Your Vet and the VLA
Talk to your vet and see what they think about your local conditions and risk factors. You could also ask your local Veterinary Laboratories Agency VLA what they are aware of in terms of fluke infections. The VLA is where your vet usually sends samples, if your vet does not do them in-house. They can therefore have a feel for trends in your area, though experience with alpacas may be patchy.
2008 a problem year
Last year we had major problems here because we did not start treating early enough and our girls were exposed to high levels of immature fluke which caused severe liver damage. The wet summer of 2008 brought the peak for acute liver fluke infection forward. We lost a breeding female in November from acute fascioliasis and have had to give extra care to the others that were exposed. We had another die in March with generalised bacterial infection and abscesses all over the place plus a funny heart lesion. Death was not directly attributable to liver fluke but the liver damage surely could not have helped.
The good news is that they can recover if the exposure to the immature stage is not excessive but it does take them a long time. Another one of our girls aborted in June most likely as a result of poor condition linking back to the problem last year. She has struggled since November with fluctuations in weight and health, with anaemia a constant factor. Thankfully she is currently in a good phase and starting to pick up.
We have therefore been trying to find lots of ways to break the life-cycle of the parasite, with improvements to land drainage, routine and regular treatment with a flukicide (just don't use the same one all the time to avoid creating a resistant strain), fencing off or restricting access to land when it has standing water etc.

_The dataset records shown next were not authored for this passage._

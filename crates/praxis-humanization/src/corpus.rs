// Copyright 2025 Neuraville Inc.
// SPDX-License-Identifier: Apache-2.0

//! # Movement Pattern Corpus
//!
//! Naturalness scoring, the bounded best-first sample store, and the
//! persisted pattern document produced by offline recording sessions.
//!
//! Document layout:
//! ```json
//! {
//!   "patterns": [
//!     { "movements": [{"x": 1.0, "y": 2.0}], "timings": [16, 17], "naturalness_score": 0.82 }
//!   ],
//!   "pattern_count": 1,
//!   "extraction_date": "2025-01-01T12:00:00Z"
//! }
//! ```

use crate::error::Result;
use crate::motion::Point2;
use chrono::{DateTime, Utc};
use serde::{Deserialize, Serialize};
use std::fs;
use std::path::Path;
use tracing::{debug, info, warn};

/// Samples at or below this score are rejected
pub const ACCEPTANCE_THRESHOLD: f64 = 0.7;
pub const CORPUS_CAPACITY: usize = 100;

const SMOOTHNESS_WEIGHT: f64 = 0.7;
const TIMING_WEIGHT: f64 = 0.3;
const JERK_NORMALIZER: f64 = 100.0;
const TIMING_STD_NORMALIZER: f64 = 50.0;

/// One recorded or synthesized cursor movement
#[derive(Debug, Clone, PartialEq)]
pub struct MovementSample {
    pub waypoints: Vec<Point2>,
    pub timings_ms: Vec<u64>,
    pub naturalness_score: f64,
}

impl MovementSample {
    /// Sample whose score is computed from its own waypoints and timings
    pub fn scored(waypoints: Vec<Point2>, timings_ms: Vec<u64>) -> Self {
        let naturalness_score = naturalness_score(&waypoints, &timings_ms);
        Self {
            waypoints,
            timings_ms,
            naturalness_score,
        }
    }

    /// Recompute the score, discarding the stored one
    pub fn rescore(&mut self) -> f64 {
        self.naturalness_score = naturalness_score(&self.waypoints, &self.timings_ms);
        self.naturalness_score
    }
}

/// `1 / (1 + Σ|second difference| / 100)`; straight evenly spaced paths score 1.0
pub fn smoothness(waypoints: &[Point2]) -> f64 {
    let jerk: f64 = waypoints
        .windows(3)
        .map(|w| ((w[2] - w[1]) - (w[1] - w[0])).norm())
        .sum();
    1.0 / (1.0 + jerk / JERK_NORMALIZER)
}

/// Population standard deviation of timings over 50 ms, capped at 1.0
pub fn timing_variance(timings_ms: &[u64]) -> f64 {
    if timings_ms.len() < 2 {
        return 0.0;
    }
    let n = timings_ms.len() as f64;
    let mean = timings_ms.iter().map(|&t| t as f64).sum::<f64>() / n;
    let variance = timings_ms
        .iter()
        .map(|&t| {
            let d = t as f64 - mean;
            d * d
        })
        .sum::<f64>()
        / n;
    (variance.sqrt() / TIMING_STD_NORMALIZER).min(1.0)
}

/// Weighted naturalness; fewer than two waypoints scores 0
pub fn naturalness_score(waypoints: &[Point2], timings_ms: &[u64]) -> f64 {
    if waypoints.len() < 2 {
        return 0.0;
    }
    SMOOTHNESS_WEIGHT * smoothness(waypoints) + TIMING_WEIGHT * timing_variance(timings_ms)
}

/// Highest-scoring samples, at most `capacity`
#[derive(Debug, Clone)]
pub struct PatternCorpus {
    samples: Vec<MovementSample>,
    capacity: usize,
}

impl PatternCorpus {
    pub fn new() -> Self {
        Self::with_capacity(CORPUS_CAPACITY)
    }

    pub fn with_capacity(capacity: usize) -> Self {
        Self {
            samples: Vec::with_capacity(capacity + 1),
            capacity,
        }
    }

    /// Keep `sample` if its score exceeds the acceptance threshold
    ///
    /// Going over capacity sorts by score descending and truncates. Returns
    /// whether the sample was accepted (it may still be truncated away).
    pub fn ingest(&mut self, sample: MovementSample) -> bool {
        if sample.naturalness_score.is_nan() || sample.naturalness_score <= ACCEPTANCE_THRESHOLD {
            return false;
        }
        self.samples.push(sample);
        if self.samples.len() > self.capacity {
            self.samples
                .sort_by(|a, b| b.naturalness_score.total_cmp(&a.naturalness_score));
            self.samples.truncate(self.capacity);
        }
        true
    }

    pub fn samples(&self) -> &[MovementSample] {
        &self.samples
    }

    pub fn len(&self) -> usize {
        self.samples.len()
    }

    pub fn is_empty(&self) -> bool {
        self.samples.is_empty()
    }

    pub fn capacity(&self) -> usize {
        self.capacity
    }

    /// (lowest, highest) retained score
    pub fn score_range(&self) -> Option<(f64, f64)> {
        self.samples.iter().map(|s| s.naturalness_score).fold(None, |acc, s| match acc {
            None => Some((s, s)),
            Some((lo, hi)) => Some((lo.min(s), hi.max(s))),
        })
    }
}

impl Default for PatternCorpus {
    fn default() -> Self {
        Self::new()
    }
}

/// Serialized pattern entry
#[derive(Debug, Clone, PartialEq, Serialize, Deserialize)]
pub struct PatternRecord {
    pub movements: Vec<Point2>,
    pub timings: Vec<u64>,
    pub naturalness_score: f64,
}

impl From<PatternRecord> for MovementSample {
    fn from(record: PatternRecord) -> Self {
        MovementSample {
            waypoints: record.movements,
            timings_ms: record.timings,
            naturalness_score: record.naturalness_score,
        }
    }
}

impl From<&MovementSample> for PatternRecord {
    fn from(sample: &MovementSample) -> Self {
        PatternRecord {
            movements: sample.waypoints.clone(),
            timings: sample.timings_ms.clone(),
            naturalness_score: sample.naturalness_score,
        }
    }
}

/// On-disk pattern document
#[derive(Debug, Clone, PartialEq, Serialize, Deserialize)]
pub struct CorpusDocument {
    pub patterns: Vec<PatternRecord>,
    pub pattern_count: usize,
    pub extraction_date: DateTime<Utc>,
}

impl CorpusDocument {
    /// Document holding `samples`, stamped with the current time
    pub fn from_samples<'a, I>(samples: I) -> Self
    where
        I: IntoIterator<Item = &'a MovementSample>,
    {
        let patterns: Vec<PatternRecord> = samples.into_iter().map(PatternRecord::from).collect();
        Self {
            pattern_count: patterns.len(),
            patterns,
            extraction_date: Utc::now(),
        }
    }

    pub fn load(path: &Path) -> Result<Self> {
        let content = fs::read_to_string(path)?;
        let document: CorpusDocument = serde_json::from_str(&content)?;
        if document.pattern_count != document.patterns.len() {
            warn!(
                "[CORPUS] {} declares {} patterns but holds {}",
                path.display(),
                document.pattern_count,
                document.patterns.len()
            );
        }
        debug!(
            "[CORPUS] Loaded {} patterns from {}",
            document.patterns.len(),
            path.display()
        );
        Ok(document)
    }

    pub fn save(&self, path: &Path) -> Result<()> {
        let content = serde_json::to_string_pretty(self)?;
        fs::write(path, content)?;
        info!("[CORPUS] Saved {} patterns to {}", self.patterns.len(), path.display());
        Ok(())
    }

    pub fn into_samples(self) -> impl Iterator<Item = MovementSample> {
        self.patterns.into_iter().map(MovementSample::from)
    }
}

#[cfg(test)]
mod tests {
    use super::*;
    use tempfile::tempdir;

    fn line(n: usize, step: f64) -> Vec<Point2> {
        (0..n).map(|i| Point2::new(i as f64 * step, 0.0)).collect()
    }

    fn sample_with_score(score: f64) -> MovementSample {
        MovementSample {
            waypoints: line(3, 1.0),
            timings_ms: vec![10, 10],
            naturalness_score: score,
        }
    }

    #[test]
    fn test_even_line_is_perfectly_smooth() {
        assert_eq!(smoothness(&line(10, 5.0)), 1.0);
    }

    #[test]
    fn test_jumpy_path_scores_lower() {
        let timings = vec![16, 18, 15, 20, 17];
        let smooth = line(6, 10.0);
        let jumpy = vec![
            Point2::new(0.0, 0.0),
            Point2::new(80.0, -60.0),
            Point2::new(5.0, 90.0),
            Point2::new(120.0, 10.0),
            Point2::new(-40.0, -70.0),
            Point2::new(50.0, 50.0),
        ];
        assert!(smoothness(&smooth) > smoothness(&jumpy));
        assert!(naturalness_score(&smooth, &timings) > naturalness_score(&jumpy, &timings));
    }

    #[test]
    fn test_timing_variance_normalization() {
        assert_eq!(timing_variance(&[]), 0.0);
        assert_eq!(timing_variance(&[40]), 0.0);
        // population std of [0, 50] is 25
        assert_eq!(timing_variance(&[0, 50]), 0.5);
        assert_eq!(timing_variance(&[0, 1000]), 1.0);
    }

    #[test]
    fn test_short_path_scores_zero() {
        assert_eq!(naturalness_score(&[Point2::new(1.0, 1.0)], &[10, 90]), 0.0);
        assert_eq!(naturalness_score(&[], &[]), 0.0);
    }

    #[test]
    fn test_score_weights() {
        // smoothness 1.0, timing std 25 -> 0.5
        let score = naturalness_score(&line(4, 2.0), &[0, 50]);
        assert!((score - (0.7 + 0.15)).abs() < 1e-12);
    }

    #[test]
    fn test_threshold_is_exclusive() {
        let mut corpus = PatternCorpus::new();
        assert!(!corpus.ingest(sample_with_score(0.7)));
        assert!(!corpus.ingest(sample_with_score(f64::NAN)));
        assert!(corpus.ingest(sample_with_score(0.7001)));
        assert_eq!(corpus.len(), 1);
    }

    #[test]
    fn test_overflow_keeps_top_scores() {
        let mut corpus = PatternCorpus::new();
        let scores: Vec<f64> = (0..105).map(|i| 0.71 + i as f64 * 0.002).collect();
        // Insert in a scrambled order
        for i in 0..105 {
            corpus.ingest(sample_with_score(scores[(i * 37) % 105]));
        }

        assert_eq!(corpus.len(), CORPUS_CAPACITY);
        let mut kept: Vec<f64> = corpus.samples().iter().map(|s| s.naturalness_score).collect();
        kept.sort_by(|a, b| b.total_cmp(a));
        let mut expected = scores.clone();
        expected.sort_by(|a, b| b.total_cmp(a));
        expected.truncate(CORPUS_CAPACITY);
        assert_eq!(kept, expected);
    }

    #[test]
    fn test_document_round_trip_on_disk() {
        let dir = tempdir().unwrap();
        let path = dir.path().join("patterns.json");
        let samples = vec![
            MovementSample::scored(line(5, 3.0), vec![12, 40, 25, 60]),
            sample_with_score(0.9),
        ];

        CorpusDocument::from_samples(&samples).save(&path).unwrap();
        let loaded = CorpusDocument::load(&path).unwrap();

        assert_eq!(loaded.pattern_count, 2);
        let restored: Vec<MovementSample> = loaded.into_samples().collect();
        assert_eq!(restored, samples);
    }

    #[test]
    fn test_load_reads_external_layout() {
        let dir = tempdir().unwrap();
        let path = dir.path().join("external.json");
        fs::write(
            &path,
            r#"{
                "patterns": [
                    {"movements": [{"x": 0, "y": 0}, {"x": 1.5, "y": 2}], "timings": [16, 33], "naturalness_score": 0.75}
                ],
                "pattern_count": 1,
                "extraction_date": "2024-06-01T08:30:00Z"
            }"#,
        )
        .unwrap();

        let doc = CorpusDocument::load(&path).unwrap();
        assert_eq!(doc.patterns[0].movements[1], Point2::new(1.5, 2.0));
        assert_eq!(doc.patterns[0].timings, vec![16, 33]);
    }

    #[test]
    fn test_load_rejects_garbage() {
        let dir = tempdir().unwrap();
        let path = dir.path().join("bad.json");
        fs::write(&path, "{ not json").unwrap();
        assert!(matches!(
            CorpusDocument::load(&path),
            Err(crate::HumanizationError::Format(_))
        ));
    }
}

More info on life cycle and treatment of liver fluke is available from the Scottish Agricultural College publication SAC Technical Note 557 (PDF 1MB). In addition, why not have a general browse of the Technical Notes section of their website which covers a wide range of topics.
The National Animal Disease Information Service produce a Parasite Forecast available as a PDF for download by region. The whole NADIS website is worth a browse and a bookmark too.
The forecast for us in South Wales says it is another bad year for liver fluke with a wetter July than last year which has got to be saying something.
Liver Fluke is another thing to keep looking out for and to add to the learning curve. We just need to avoid learning things the hard way where we can.